The aurora borealis, with its ribbons of green and pink light, has captivated people for centuries. Yet, beyond its visual splendor, this dazzling phenomenon carries an auditory mystery—strange, crackling “sounds” that many claim to have heard. The science driving these elusive noises is as fascinating as the lights themselves, blending atmospheric physics with emerging theories about our sensory experiences.
For years, the idea of auroral sounds was dismissed as folklore, a product of overactive imaginations or exaggerated storytelling. After all, the lights occur high in the Earth’s atmosphere, sometimes as far as 60 miles above the ground, a distance that seems too vast for audible connections. However, recent studies have not only validated the existence of these sounds but have begun uncovering the mechanisms behind them.
One widely supported theory involves electrophonic noise. High-energy particles from the sun collide with Earth’s magnetosphere during periods of strong solar activity, creating the vibrant displays of the northern lights. These same charged particles can also generate low-frequency electromagnetic waves. As these waves reach the ground, they interact with nearby objects such as metal structures, trees, or even glasses perched on a person’s face, converting electromagnetic energy into audible sound waves. This conversion explains why some claim to hear faint pops, hisses, or crackles during an aurora display, even in otherwise silent landscapes.
Research has even pointed to temperature inversions—a common atmospheric phenomenon in cold regions—as another factor at play. When a layer of warm air traps colder air closer to the Earth’s surface, it can create conditions where sound from miles away seems to materialize suddenly and sharply. While this doesn’t directly explain the creation of auroral sounds, it suggests a way for existing noises to be perceived more prominently in areas where auroras occur.
Still, part of the mystery lies in the fleeting and unpredictable nature of these sounds. Unlike the lights, which can be mapped and forecasted based on solar activity, the auditory phenomena don’t always accompany an aurora event. They can occur sporadically, making them difficult to study in controlled environments. This very unpredictability has kept scientists intrigued, sparking a wave of new research into the intersection between human perception and environmental acoustics.
Conditions that amplify aurora acoustics
The aurora borealis is a visual marvel, but the conditions that allow its mysterious sounds to manifest are complex and heavily dependent on the surrounding environment. The elusive nature of these auditory phenomena can be attributed to a delicate combination of atmospheric, geomagnetic, and terrestrial factors that work together, often in ways that seem almost serendipitous. To truly grasp why these sounds occur, it’s necessary to explore how the interplay of such conditions amplifies or brings them into existence.

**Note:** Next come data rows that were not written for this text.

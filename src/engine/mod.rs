// ==========================================
// 家禽杂交预测系统 - 引擎层
// ==========================================
// 职责: 双亲性状记录 → 子代预测（纯计算）
// 红线: 引擎不访问目录 / 缓存 / 配置
// ==========================================

pub mod behavior;
pub mod confidence;
pub mod cross_predictor;
pub mod genetics;
pub mod hybrid_vigor;
pub mod ordinal;
pub mod physical;
pub mod pricing;
pub mod production;

#[cfg(test)]
pub(crate) mod test_support;

// 重导出核心引擎
pub use behavior::BehaviorTraitPredictor;
pub use confidence::ConfidenceEstimator;
pub use cross_predictor::{calculate_cross, CrossPredictor};
pub use genetics::{egg_color_score, GeneticBreakdownCalculator};
pub use hybrid_vigor::HybridVigorEstimator;
pub use physical::PhysicalTraitPredictor;
pub use pricing::CrossPricingEstimator;
pub use production::ProductionTraitPredictor;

One crucial element is the geomagnetic activity—the very force that gives rise to the auroral display itself. When solar storms send charged particles careening toward Earth’s magnetosphere, the energy transfer generates not only the shimmering lights but also the potential for electromagnetic disturbances near the Earth’s surface. These disturbances, when strong enough, can effectively “prime” the environment for sound waves to emerge. The stronger the solar activity, the higher the likelihood of experiencing sharper, more pronounced phenomena like crackles or faint popping noises during an aurora display.

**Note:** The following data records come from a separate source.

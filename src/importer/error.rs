// ==========================================
// 家禽杂交预测系统 - 导入模块错误类型
// ==========================================
// 工具: thiserror 派生宏
// ==========================================

use crate::importer::dq_validator::DqViolation;
use thiserror::Error;

/// 导入模块错误类型
#[derive(Error, Debug)]
pub enum ImportError {
    // ===== 文件相关错误 =====
    #[error("文件不存在: {0}")]
    FileNotFound(String),

    #[error("文件读取失败: {0}")]
    FileReadError(String),

    // ===== 解析错误 =====
    #[error("目录 JSON 解析失败 (行 {line}, 列 {column}): {message}")]
    JsonParseError {
        line: usize,
        column: usize,
        message: String,
    },

    // ===== 数据质量错误 =====
    #[error("数据质量校验失败: {error_count} 条错误")]
    ValidationFailed {
        error_count: usize,
        violations: Vec<DqViolation>,
    },

    #[error("目录为空")]
    EmptyCatalog,

    // ===== 通用错误 =====
    #[error("内部错误: {0}")]
    InternalError(String),

    #[error(transparent)]
    Other(#[from] anyhow::Error),
}

// 实现 From<std::io::Error>
impl From<std::io::Error> for ImportError {
    fn from(err: std::io::Error) -> Self {
        match err.kind() {
            std::io::ErrorKind::NotFound => ImportError::FileNotFound(err.to_string()),
            _ => ImportError::FileReadError(err.to_string()),
        }
    }
}

// 实现 From<serde_json::Error>
impl From<serde_json::Error> for ImportError {
    fn from(err: serde_json::Error) -> Self {
        ImportError::JsonParseError {
            line: err.line(),
            column: err.column(),
            message: err.to_string(),
        }
    }
}

/// Result 类型别名
pub type ImportResult<T> = Result<T, ImportError>;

Another important factor lies in the stillness of the surrounding landscape. The areas where the aurora borealis often appears—remote, open spaces far from urban interruptions—create near-perfect conditions for faint sounds to carry and resonate. Imagine standing on an expansive tundra or a frozen lake under a canopy of vibrant northern lights. The absence of background noise in such vast, isolated environments allows subtle auditory phenomena to feel magnified, making faint electromagnetic conversions easier to detect by the human ear.
Temperature inversions also set the stage for these sounds to travel further than usual. In polar and subpolar regions, surface temperatures often plummet far below those of the higher atmosphere, forming layers of air that act almost like an acoustic lens. This inversion not only enhances how sound waves travel but may also contribute to sudden bursts of auditory clarity, as if the sounds have been caught and projected toward listeners by the atmosphere itself. While these conditions don’t produce the sounds, they undeniably shape how they are perceived, amplifying faint noises into something distinct and memorable.
Interestingly, local topography and objects in the environment can also act as triggers or amplifiers. Physical features—such as sparse forests, metal structures, or even icy surfaces—have been theorized to interact with electromagnetic waves, converting them into audible vibrations. The specific materials and surroundings of a location can dictate the intensity, frequency, and even the unique “character” of the sounds individuals might hear during an aurora event. This variability explains why reports of auroral noises range from eerie whispers to sharp crackles, depending on where the listener is stationed.
What makes the aurora borealis an even greater enigma is how unpredictably these factors align. A breathtaking visual display doesn’t guarantee accompanying sounds—it takes a perfect storm of environmental and atmospheric conditions for them to come to life. For those lucky enough to experience the rare convergence of these elements, the auditory aspect of an aurora becomes an unforgettable counterpart to its visual brilliance.